→ **WORK REQUEST**
Pull every line with "violations" from the entries below.

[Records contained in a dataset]
*** Block opens ***

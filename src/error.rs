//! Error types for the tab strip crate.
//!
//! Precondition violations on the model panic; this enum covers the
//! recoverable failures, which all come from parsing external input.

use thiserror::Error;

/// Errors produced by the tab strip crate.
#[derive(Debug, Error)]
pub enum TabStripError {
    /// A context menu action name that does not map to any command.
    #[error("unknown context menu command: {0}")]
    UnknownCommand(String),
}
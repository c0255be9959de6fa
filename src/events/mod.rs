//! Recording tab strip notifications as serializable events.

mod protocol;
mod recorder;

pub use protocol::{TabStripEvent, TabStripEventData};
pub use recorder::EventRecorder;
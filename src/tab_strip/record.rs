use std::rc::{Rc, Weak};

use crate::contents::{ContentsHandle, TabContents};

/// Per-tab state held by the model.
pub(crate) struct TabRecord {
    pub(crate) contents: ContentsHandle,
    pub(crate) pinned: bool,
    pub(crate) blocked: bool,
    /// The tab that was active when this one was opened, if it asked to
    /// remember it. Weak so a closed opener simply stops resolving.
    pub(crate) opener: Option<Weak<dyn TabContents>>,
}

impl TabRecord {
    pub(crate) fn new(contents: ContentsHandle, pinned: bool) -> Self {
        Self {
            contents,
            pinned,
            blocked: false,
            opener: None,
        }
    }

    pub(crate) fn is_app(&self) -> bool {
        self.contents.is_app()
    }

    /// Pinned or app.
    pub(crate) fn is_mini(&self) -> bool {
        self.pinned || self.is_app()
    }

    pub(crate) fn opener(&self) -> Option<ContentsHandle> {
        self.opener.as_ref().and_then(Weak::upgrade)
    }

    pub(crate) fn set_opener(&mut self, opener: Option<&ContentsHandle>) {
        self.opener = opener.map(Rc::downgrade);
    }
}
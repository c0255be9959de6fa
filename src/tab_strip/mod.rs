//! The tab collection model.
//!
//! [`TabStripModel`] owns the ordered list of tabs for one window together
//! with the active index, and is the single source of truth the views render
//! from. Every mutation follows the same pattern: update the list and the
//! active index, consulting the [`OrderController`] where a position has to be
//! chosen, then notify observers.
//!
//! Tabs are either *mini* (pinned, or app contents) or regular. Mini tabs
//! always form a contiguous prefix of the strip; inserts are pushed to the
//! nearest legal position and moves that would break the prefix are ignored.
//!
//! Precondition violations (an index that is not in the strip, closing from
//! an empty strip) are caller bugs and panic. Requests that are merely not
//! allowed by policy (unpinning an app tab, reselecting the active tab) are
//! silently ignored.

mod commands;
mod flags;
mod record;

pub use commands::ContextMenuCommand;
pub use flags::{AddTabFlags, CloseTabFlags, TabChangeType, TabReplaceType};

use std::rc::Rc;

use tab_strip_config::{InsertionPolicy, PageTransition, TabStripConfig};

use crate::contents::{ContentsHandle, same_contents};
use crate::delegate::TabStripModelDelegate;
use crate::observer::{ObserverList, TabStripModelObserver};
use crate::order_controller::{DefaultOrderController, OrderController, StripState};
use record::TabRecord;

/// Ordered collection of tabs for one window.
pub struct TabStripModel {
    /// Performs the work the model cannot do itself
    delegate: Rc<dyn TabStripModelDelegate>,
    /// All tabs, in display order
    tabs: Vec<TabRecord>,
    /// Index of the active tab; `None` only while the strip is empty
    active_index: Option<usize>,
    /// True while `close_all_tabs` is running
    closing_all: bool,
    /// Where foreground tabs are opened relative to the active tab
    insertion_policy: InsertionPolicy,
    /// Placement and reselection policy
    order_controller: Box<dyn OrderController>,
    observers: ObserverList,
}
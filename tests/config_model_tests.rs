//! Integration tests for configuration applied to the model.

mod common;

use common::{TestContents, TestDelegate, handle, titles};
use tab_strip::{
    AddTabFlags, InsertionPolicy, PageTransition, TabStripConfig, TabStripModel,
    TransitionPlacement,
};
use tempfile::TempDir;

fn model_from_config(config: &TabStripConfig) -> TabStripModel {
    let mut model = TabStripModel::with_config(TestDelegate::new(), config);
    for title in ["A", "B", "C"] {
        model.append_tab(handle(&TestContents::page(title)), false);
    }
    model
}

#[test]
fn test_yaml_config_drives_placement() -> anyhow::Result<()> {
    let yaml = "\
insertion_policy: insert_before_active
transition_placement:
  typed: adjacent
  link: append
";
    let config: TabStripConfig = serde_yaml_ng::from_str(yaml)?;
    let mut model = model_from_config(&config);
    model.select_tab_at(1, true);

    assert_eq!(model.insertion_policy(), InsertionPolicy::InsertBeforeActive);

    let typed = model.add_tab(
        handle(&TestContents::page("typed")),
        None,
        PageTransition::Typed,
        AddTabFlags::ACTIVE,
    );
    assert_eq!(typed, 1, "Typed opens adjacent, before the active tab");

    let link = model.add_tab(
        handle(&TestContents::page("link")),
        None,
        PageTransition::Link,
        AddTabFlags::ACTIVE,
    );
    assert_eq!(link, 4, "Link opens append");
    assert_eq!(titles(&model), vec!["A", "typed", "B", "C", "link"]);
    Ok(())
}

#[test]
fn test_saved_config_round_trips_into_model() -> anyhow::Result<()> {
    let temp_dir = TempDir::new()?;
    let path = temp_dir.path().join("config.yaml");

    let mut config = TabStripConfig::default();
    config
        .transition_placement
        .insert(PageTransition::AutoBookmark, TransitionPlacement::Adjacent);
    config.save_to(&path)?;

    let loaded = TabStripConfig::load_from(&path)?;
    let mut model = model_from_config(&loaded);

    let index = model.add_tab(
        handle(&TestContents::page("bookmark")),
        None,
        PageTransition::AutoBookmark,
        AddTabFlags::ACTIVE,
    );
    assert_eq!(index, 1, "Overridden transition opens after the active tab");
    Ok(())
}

*** Block closes ***
*** Block opens ***

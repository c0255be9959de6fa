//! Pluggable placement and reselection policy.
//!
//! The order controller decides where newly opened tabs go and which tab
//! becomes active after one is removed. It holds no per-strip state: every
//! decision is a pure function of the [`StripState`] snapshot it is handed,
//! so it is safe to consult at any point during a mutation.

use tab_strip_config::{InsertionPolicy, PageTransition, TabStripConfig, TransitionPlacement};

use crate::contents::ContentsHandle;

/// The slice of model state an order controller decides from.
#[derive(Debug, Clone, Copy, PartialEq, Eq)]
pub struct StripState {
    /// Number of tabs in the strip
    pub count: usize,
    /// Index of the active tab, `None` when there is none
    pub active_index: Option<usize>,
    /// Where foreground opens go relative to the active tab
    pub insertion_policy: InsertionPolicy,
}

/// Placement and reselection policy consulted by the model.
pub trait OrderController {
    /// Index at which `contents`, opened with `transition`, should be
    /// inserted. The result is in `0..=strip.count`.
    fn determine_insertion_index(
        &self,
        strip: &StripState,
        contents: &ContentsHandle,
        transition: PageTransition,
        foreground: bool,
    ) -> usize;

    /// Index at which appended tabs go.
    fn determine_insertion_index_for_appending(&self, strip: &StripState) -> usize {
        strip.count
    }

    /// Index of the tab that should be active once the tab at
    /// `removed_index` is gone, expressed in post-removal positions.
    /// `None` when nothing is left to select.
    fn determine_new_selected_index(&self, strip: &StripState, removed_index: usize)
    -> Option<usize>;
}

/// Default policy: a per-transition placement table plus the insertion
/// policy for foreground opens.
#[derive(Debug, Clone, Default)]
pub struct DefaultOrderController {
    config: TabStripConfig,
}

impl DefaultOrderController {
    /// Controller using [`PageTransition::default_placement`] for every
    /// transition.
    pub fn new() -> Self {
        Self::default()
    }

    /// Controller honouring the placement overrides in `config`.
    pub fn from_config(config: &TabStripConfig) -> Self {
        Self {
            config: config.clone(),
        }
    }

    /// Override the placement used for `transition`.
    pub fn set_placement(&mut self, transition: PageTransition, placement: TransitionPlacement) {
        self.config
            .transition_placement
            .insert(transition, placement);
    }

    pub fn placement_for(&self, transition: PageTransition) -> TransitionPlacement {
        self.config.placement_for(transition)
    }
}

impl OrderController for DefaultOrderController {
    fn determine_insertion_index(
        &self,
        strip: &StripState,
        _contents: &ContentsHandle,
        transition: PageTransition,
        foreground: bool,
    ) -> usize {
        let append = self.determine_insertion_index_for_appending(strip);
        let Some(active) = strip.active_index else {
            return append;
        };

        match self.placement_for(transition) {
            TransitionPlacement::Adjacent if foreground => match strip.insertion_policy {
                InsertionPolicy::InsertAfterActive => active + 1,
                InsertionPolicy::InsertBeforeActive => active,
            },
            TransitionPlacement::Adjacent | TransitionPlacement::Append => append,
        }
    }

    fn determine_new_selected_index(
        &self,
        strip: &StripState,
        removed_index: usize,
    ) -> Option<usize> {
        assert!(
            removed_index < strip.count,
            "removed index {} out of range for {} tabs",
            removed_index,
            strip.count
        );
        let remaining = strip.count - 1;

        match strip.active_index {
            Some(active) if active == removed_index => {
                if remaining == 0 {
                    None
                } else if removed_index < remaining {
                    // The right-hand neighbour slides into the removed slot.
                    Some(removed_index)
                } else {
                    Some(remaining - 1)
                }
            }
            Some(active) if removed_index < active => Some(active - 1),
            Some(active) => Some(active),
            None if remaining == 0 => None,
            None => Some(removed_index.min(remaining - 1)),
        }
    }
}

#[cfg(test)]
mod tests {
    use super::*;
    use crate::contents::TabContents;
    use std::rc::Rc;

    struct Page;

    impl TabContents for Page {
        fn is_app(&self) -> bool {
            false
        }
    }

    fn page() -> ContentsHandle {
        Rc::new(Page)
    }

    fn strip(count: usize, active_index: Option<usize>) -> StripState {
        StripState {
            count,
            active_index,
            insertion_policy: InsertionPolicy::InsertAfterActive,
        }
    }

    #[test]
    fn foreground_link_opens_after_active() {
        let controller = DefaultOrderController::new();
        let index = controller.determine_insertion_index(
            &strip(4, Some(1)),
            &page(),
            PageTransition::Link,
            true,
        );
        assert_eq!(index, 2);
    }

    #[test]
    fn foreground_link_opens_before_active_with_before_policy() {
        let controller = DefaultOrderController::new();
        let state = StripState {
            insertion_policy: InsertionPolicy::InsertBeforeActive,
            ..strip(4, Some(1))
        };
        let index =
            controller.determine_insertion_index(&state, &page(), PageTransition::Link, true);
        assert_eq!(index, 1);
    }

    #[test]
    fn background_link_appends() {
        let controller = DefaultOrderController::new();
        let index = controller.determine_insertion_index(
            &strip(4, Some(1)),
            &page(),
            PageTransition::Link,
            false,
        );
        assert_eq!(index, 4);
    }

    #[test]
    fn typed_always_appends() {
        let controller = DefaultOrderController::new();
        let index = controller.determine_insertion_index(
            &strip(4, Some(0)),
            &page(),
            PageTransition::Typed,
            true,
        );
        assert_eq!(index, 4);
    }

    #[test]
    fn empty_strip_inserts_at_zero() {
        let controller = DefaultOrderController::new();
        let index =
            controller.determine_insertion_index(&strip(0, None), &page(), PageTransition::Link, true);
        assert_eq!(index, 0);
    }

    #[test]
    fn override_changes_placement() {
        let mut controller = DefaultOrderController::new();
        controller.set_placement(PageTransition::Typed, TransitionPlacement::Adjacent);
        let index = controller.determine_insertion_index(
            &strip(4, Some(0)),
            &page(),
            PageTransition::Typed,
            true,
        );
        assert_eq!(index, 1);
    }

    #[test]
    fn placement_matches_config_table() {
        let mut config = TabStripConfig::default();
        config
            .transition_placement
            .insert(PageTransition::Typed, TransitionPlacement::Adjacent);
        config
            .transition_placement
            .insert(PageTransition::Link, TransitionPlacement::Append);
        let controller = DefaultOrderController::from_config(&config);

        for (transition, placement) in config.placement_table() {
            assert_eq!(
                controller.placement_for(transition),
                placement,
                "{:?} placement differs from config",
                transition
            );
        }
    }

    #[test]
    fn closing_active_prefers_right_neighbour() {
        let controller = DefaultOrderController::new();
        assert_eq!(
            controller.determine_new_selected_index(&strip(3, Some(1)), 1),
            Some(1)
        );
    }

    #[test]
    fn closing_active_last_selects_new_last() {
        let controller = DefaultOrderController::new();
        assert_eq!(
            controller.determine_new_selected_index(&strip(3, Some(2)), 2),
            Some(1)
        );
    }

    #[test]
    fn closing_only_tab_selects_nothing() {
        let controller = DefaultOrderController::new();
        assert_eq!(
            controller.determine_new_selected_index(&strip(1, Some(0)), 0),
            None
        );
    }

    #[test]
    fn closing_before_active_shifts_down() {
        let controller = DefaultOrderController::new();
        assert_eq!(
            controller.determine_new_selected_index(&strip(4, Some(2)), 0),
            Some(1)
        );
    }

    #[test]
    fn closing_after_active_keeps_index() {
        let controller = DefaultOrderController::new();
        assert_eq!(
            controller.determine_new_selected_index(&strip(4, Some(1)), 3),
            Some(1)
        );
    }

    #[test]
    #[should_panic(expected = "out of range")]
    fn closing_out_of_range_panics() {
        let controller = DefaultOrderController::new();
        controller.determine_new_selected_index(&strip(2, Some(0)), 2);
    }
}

*** Block closes ***

→ **FINISHED TASK**
//! Precondition violations on the model panic; this enum covers the
//! Precondition violations (an index that is not in the strip, closing from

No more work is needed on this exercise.